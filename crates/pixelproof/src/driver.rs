//! Browser driver abstraction.
//!
//! ```text
//! ┌──────────────────────────────────────────────────────────┐
//! │                   PageDriver trait                       │
//! │  navigate · find · css_value · screenshot · close        │
//! └──────────────┬──────────────────────────┬────────────────┘
//!                │                          │
//!       ┌────────▼────────┐        ┌────────▼────────┐
//!       │  ChromiumDriver │        │   MockDriver    │
//!       │  (feature       │        │  (unit tests)   │
//!       │   `browser`)    │        │                 │
//!       └─────────────────┘        └─────────────────┘
//! ```
//!
//! Drivers are synchronous: one session drives one page, and callers
//! block while the browser works.

use crate::result::{ProofError, ProofResult};
use serde::{Deserialize, Serialize};
use std::cell::Cell;
use std::collections::{HashMap, VecDeque};
use std::fmt;
use std::ops::{Deref, DerefMut};
use std::path::{Path, PathBuf};

// =============================================================================
// LOCATORS AND HANDLES
// =============================================================================

/// Strategy for finding DOM elements
#[derive(Debug, Clone, PartialEq, Eq, Hash, Serialize, Deserialize)]
#[serde(tag = "by", content = "value", rename_all = "lowercase")]
pub enum Locator {
    /// `id` attribute
    Id(String),
    /// Single class name
    Class(String),
    /// CSS selector
    Css(String),
    /// XPath expression
    XPath(String),
    /// Tag name
    Tag(String),
}

impl Locator {
    /// Locate by id
    #[must_use]
    pub fn id(value: impl Into<String>) -> Self {
        Self::Id(value.into())
    }

    /// Locate by class name
    #[must_use]
    pub fn class(value: impl Into<String>) -> Self {
        Self::Class(value.into())
    }

    /// Locate by CSS selector
    #[must_use]
    pub fn css(value: impl Into<String>) -> Self {
        Self::Css(value.into())
    }

    /// Locate by XPath
    #[must_use]
    pub fn xpath(value: impl Into<String>) -> Self {
        Self::XPath(value.into())
    }

    /// Locate by tag name
    #[must_use]
    pub fn tag(value: impl Into<String>) -> Self {
        Self::Tag(value.into())
    }

    /// Equivalent CSS selector, if one exists
    #[must_use]
    pub fn to_css(&self) -> Option<String> {
        match self {
            Self::Id(id) => Some(format!("#{id}")),
            Self::Class(class) => Some(format!(".{class}")),
            Self::Css(css) | Self::Tag(css) => Some(css.clone()),
            Self::XPath(_) => None,
        }
    }
}

impl fmt::Display for Locator {
    fn fmt(&self, f: &mut fmt::Formatter<'_>) -> fmt::Result {
        match self {
            Self::Id(v) => write!(f, "id={v}"),
            Self::Class(v) => write!(f, "class={v}"),
            Self::Css(v) => write!(f, "css={v}"),
            Self::XPath(v) => write!(f, "xpath={v}"),
            Self::Tag(v) => write!(f, "tag={v}"),
        }
    }
}

/// Bounding box in CSS pixels
#[derive(Debug, Clone, Copy, PartialEq, Default, Serialize, Deserialize)]
pub struct Rect {
    /// Left edge
    pub x: f64,
    /// Top edge
    pub y: f64,
    /// Width
    pub width: f64,
    /// Height
    pub height: f64,
}

impl Rect {
    /// Create a rect
    #[must_use]
    pub const fn new(x: f64, y: f64, width: f64, height: f64) -> Self {
        Self {
            x,
            y,
            width,
            height,
        }
    }
}

/// Snapshot of a located element
#[derive(Debug, Clone, PartialEq, Serialize, Deserialize)]
pub struct ElementHandle {
    /// Locator that found the element
    pub locator: Locator,
    /// Position among the locator's matches
    pub index: usize,
    /// Lowercase tag name
    pub tag_name: String,
    /// Bounding box when located
    pub rect: Rect,
    /// Text content
    pub text: Option<String>,
}

// =============================================================================
// DRIVER TRAIT
// =============================================================================

/// Synchronous control of one browser page
pub trait PageDriver {
    /// Load a URL
    fn navigate(&mut self, url: &str) -> ProofResult<()>;

    /// URL currently loaded
    fn current_url(&self) -> ProofResult<String>;

    /// First element matching the locator, if any
    fn find_element(&self, locator: &Locator) -> ProofResult<Option<ElementHandle>>;

    /// Every element matching the locator
    fn find_elements(&self, locator: &Locator) -> ProofResult<Vec<ElementHandle>>;

    /// Click an element
    fn click(&mut self, element: &ElementHandle) -> ProofResult<()>;

    /// Type into an element
    fn send_keys(&mut self, element: &ElementHandle, text: &str) -> ProofResult<()>;

    /// Computed CSS property value as the browser reports it
    fn css_value(&self, element: &ElementHandle, property: &str) -> ProofResult<String>;

    /// Run JavaScript and return its JSON result
    fn execute_script(&mut self, script: &str) -> ProofResult<serde_json::Value>;

    /// Full-page PNG screenshot
    fn screenshot(&mut self) -> ProofResult<Vec<u8>>;

    /// Resize the viewport
    fn set_window_size(&mut self, width: u32, height: u32) -> ProofResult<()>;

    /// Shut the browser down
    fn close(&mut self) -> ProofResult<()>;
}

/// Save a screenshot as `<dir>/<test_name>_<unix_seconds>.png`
pub fn capture_screenshot<D: PageDriver + ?Sized>(
    driver: &mut D,
    dir: &Path,
    test_name: &str,
) -> ProofResult<PathBuf> {
    let png = driver.screenshot()?;
    std::fs::create_dir_all(dir)?;

    let safe_name: String = test_name
        .replace("::", "_")
        .chars()
        .map(|c| if c.is_alphanumeric() || c == '_' || c == '-' { c } else { '_' })
        .collect();
    let stamp = chrono::Utc::now().timestamp();
    let path = dir.join(format!("{safe_name}_{stamp}.png"));
    std::fs::write(&path, png)?;
    tracing::info!(path = %path.display(), "saved failure screenshot");
    Ok(path)
}

// =============================================================================
// SESSION GUARD
// =============================================================================

/// Owns a driver and closes it when dropped
#[derive(Debug)]
pub struct DriverSession<D: PageDriver> {
    driver: D,
    closed: bool,
}

impl<D: PageDriver> DriverSession<D> {
    /// Take ownership of a driver
    #[must_use]
    pub const fn new(driver: D) -> Self {
        Self {
            driver,
            closed: false,
        }
    }

    /// Close now, surfacing any error
    pub fn close(mut self) -> ProofResult<()> {
        self.closed = true;
        self.driver.close()
    }
}

impl<D: PageDriver> Deref for DriverSession<D> {
    type Target = D;

    fn deref(&self) -> &D {
        &self.driver
    }
}

impl<D: PageDriver> DerefMut for DriverSession<D> {
    fn deref_mut(&mut self) -> &mut D {
        &mut self.driver
    }
}

impl<D: PageDriver> Drop for DriverSession<D> {
    fn drop(&mut self) {
        if !self.closed {
            if let Err(e) = self.driver.close() {
                tracing::warn!(error = %e, "failed to close browser session");
            }
        }
    }
}

// =============================================================================
// MOCK DRIVER
// =============================================================================

/// Element served by [`MockDriver`]
#[derive(Debug, Clone, PartialEq)]
pub struct MockElement {
    /// Locator the element answers to
    pub locator: Locator,
    /// Tag name
    pub tag_name: String,
    /// Bounding box
    pub rect: Rect,
    /// Text content
    pub text: Option<String>,
    /// Computed style values
    pub css: HashMap<String, String>,
    /// Number of lookups that miss before the element appears
    pub appear_after: usize,
}

impl MockElement {
    /// Element with an empty rect and no styles
    #[must_use]
    pub fn new(locator: Locator, tag_name: impl Into<String>) -> Self {
        Self {
            locator,
            tag_name: tag_name.into(),
            rect: Rect::default(),
            text: None,
            css: HashMap::new(),
            appear_after: 0,
        }
    }

    /// Set the rendered size
    #[must_use]
    pub const fn with_size(mut self, width: f64, height: f64) -> Self {
        self.rect.width = width;
        self.rect.height = height;
        self
    }

    /// Set a computed style value
    #[must_use]
    pub fn with_css(mut self, property: impl Into<String>, value: impl Into<String>) -> Self {
        self.css.insert(property.into(), value.into());
        self
    }

    /// Set text content
    #[must_use]
    pub fn with_text(mut self, text: impl Into<String>) -> Self {
        self.text = Some(text.into());
        self
    }

    /// Appear only after `lookups` misses
    #[must_use]
    pub const fn appearing_after(mut self, lookups: usize) -> Self {
        self.appear_after = lookups;
        self
    }
}

/// In-memory driver for tests
#[derive(Debug, Default)]
pub struct MockDriver {
    /// Current URL
    pub current_url: String,
    /// Served elements
    pub elements: Vec<MockElement>,
    /// Queued script results
    pub script_results: VecDeque<serde_json::Value>,
    /// Screenshot bytes
    pub screenshot_data: Option<Vec<u8>>,
    /// Viewport size
    pub window_size: Option<(u32, u32)>,
    /// Call history for verification
    pub call_history: Vec<String>,
    /// Whether `close` ran
    pub closed: bool,
    lookups: Cell<usize>,
}

impl MockDriver {
    /// Create new mock driver
    #[must_use]
    pub fn new() -> Self {
        Self::default()
    }

    /// Serve an element
    pub fn add_element(&mut self, element: MockElement) {
        self.elements.push(element);
    }

    /// Builder form of [`Self::add_element`]
    #[must_use]
    pub fn with_element(mut self, element: MockElement) -> Self {
        self.add_element(element);
        self
    }

    /// Queue a script result
    pub fn push_script_result(&mut self, result: serde_json::Value) {
        self.script_results.push_back(result);
    }

    /// Set screenshot bytes
    pub fn set_screenshot(&mut self, png: Vec<u8>) {
        self.screenshot_data = Some(png);
    }

    /// Get call history
    #[must_use]
    pub fn history(&self) -> &[String] {
        &self.call_history
    }

    /// Check if method was called
    #[must_use]
    pub fn was_called(&self, method: &str) -> bool {
        self.call_history.iter().any(|c| c.starts_with(method))
    }

    /// Element lookups served so far
    #[must_use]
    pub fn lookups(&self) -> usize {
        self.lookups.get()
    }

    fn matching(&self, locator: &Locator) -> Vec<ElementHandle> {
        let seen = self.lookups.get();
        self.lookups.set(seen + 1);
        self.elements
            .iter()
            .filter(|e| &e.locator == locator && seen >= e.appear_after)
            .enumerate()
            .map(|(index, e)| ElementHandle {
                locator: e.locator.clone(),
                index,
                tag_name: e.tag_name.clone(),
                rect: e.rect,
                text: e.text.clone(),
            })
            .collect()
    }

    fn element_for(&self, handle: &ElementHandle) -> ProofResult<&MockElement> {
        self.elements
            .iter()
            .filter(|e| e.locator == handle.locator)
            .nth(handle.index)
            .ok_or_else(|| ProofError::ElementNotFound {
                locator: handle.locator.to_string(),
            })
    }
}

impl PageDriver for MockDriver {
    fn navigate(&mut self, url: &str) -> ProofResult<()> {
        self.call_history.push(format!("navigate:{url}"));
        self.current_url = url.to_string();
        Ok(())
    }

    fn current_url(&self) -> ProofResult<String> {
        Ok(self.current_url.clone())
    }

    fn find_element(&self, locator: &Locator) -> ProofResult<Option<ElementHandle>> {
        Ok(self.matching(locator).into_iter().next())
    }

    fn find_elements(&self, locator: &Locator) -> ProofResult<Vec<ElementHandle>> {
        Ok(self.matching(locator))
    }

    fn click(&mut self, element: &ElementHandle) -> ProofResult<()> {
        self.element_for(element)?;
        self.call_history.push(format!("click:{}", element.locator));
        Ok(())
    }

    fn send_keys(&mut self, element: &ElementHandle, text: &str) -> ProofResult<()> {
        self.element_for(element)?;
        self.call_history
            .push(format!("send_keys:{}:{text}", element.locator));
        Ok(())
    }

    fn css_value(&self, element: &ElementHandle, property: &str) -> ProofResult<String> {
        let found = self.element_for(element)?;
        Ok(found.css.get(property).cloned().unwrap_or_default())
    }

    fn execute_script(&mut self, script: &str) -> ProofResult<serde_json::Value> {
        self.call_history.push(format!("execute_script:{script}"));
        Ok(self
            .script_results
            .pop_front()
            .unwrap_or(serde_json::Value::Null))
    }

    fn screenshot(&mut self) -> ProofResult<Vec<u8>> {
        self.call_history.push("screenshot".to_string());
        self.screenshot_data
            .clone()
            .ok_or_else(|| ProofError::driver("No mock screenshot set"))
    }

    fn set_window_size(&mut self, width: u32, height: u32) -> ProofResult<()> {
        self.call_history
            .push(format!("set_window_size:{width}x{height}"));
        self.window_size = Some((width, height));
        Ok(())
    }

    fn close(&mut self) -> ProofResult<()> {
        self.call_history.push("close".to_string());
        self.closed = true;
        Ok(())
    }
}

▶ _What is being asked_
Please report how many lines of the entries above contain the string "that". Reply with only the number.

▶ _Finished task_
2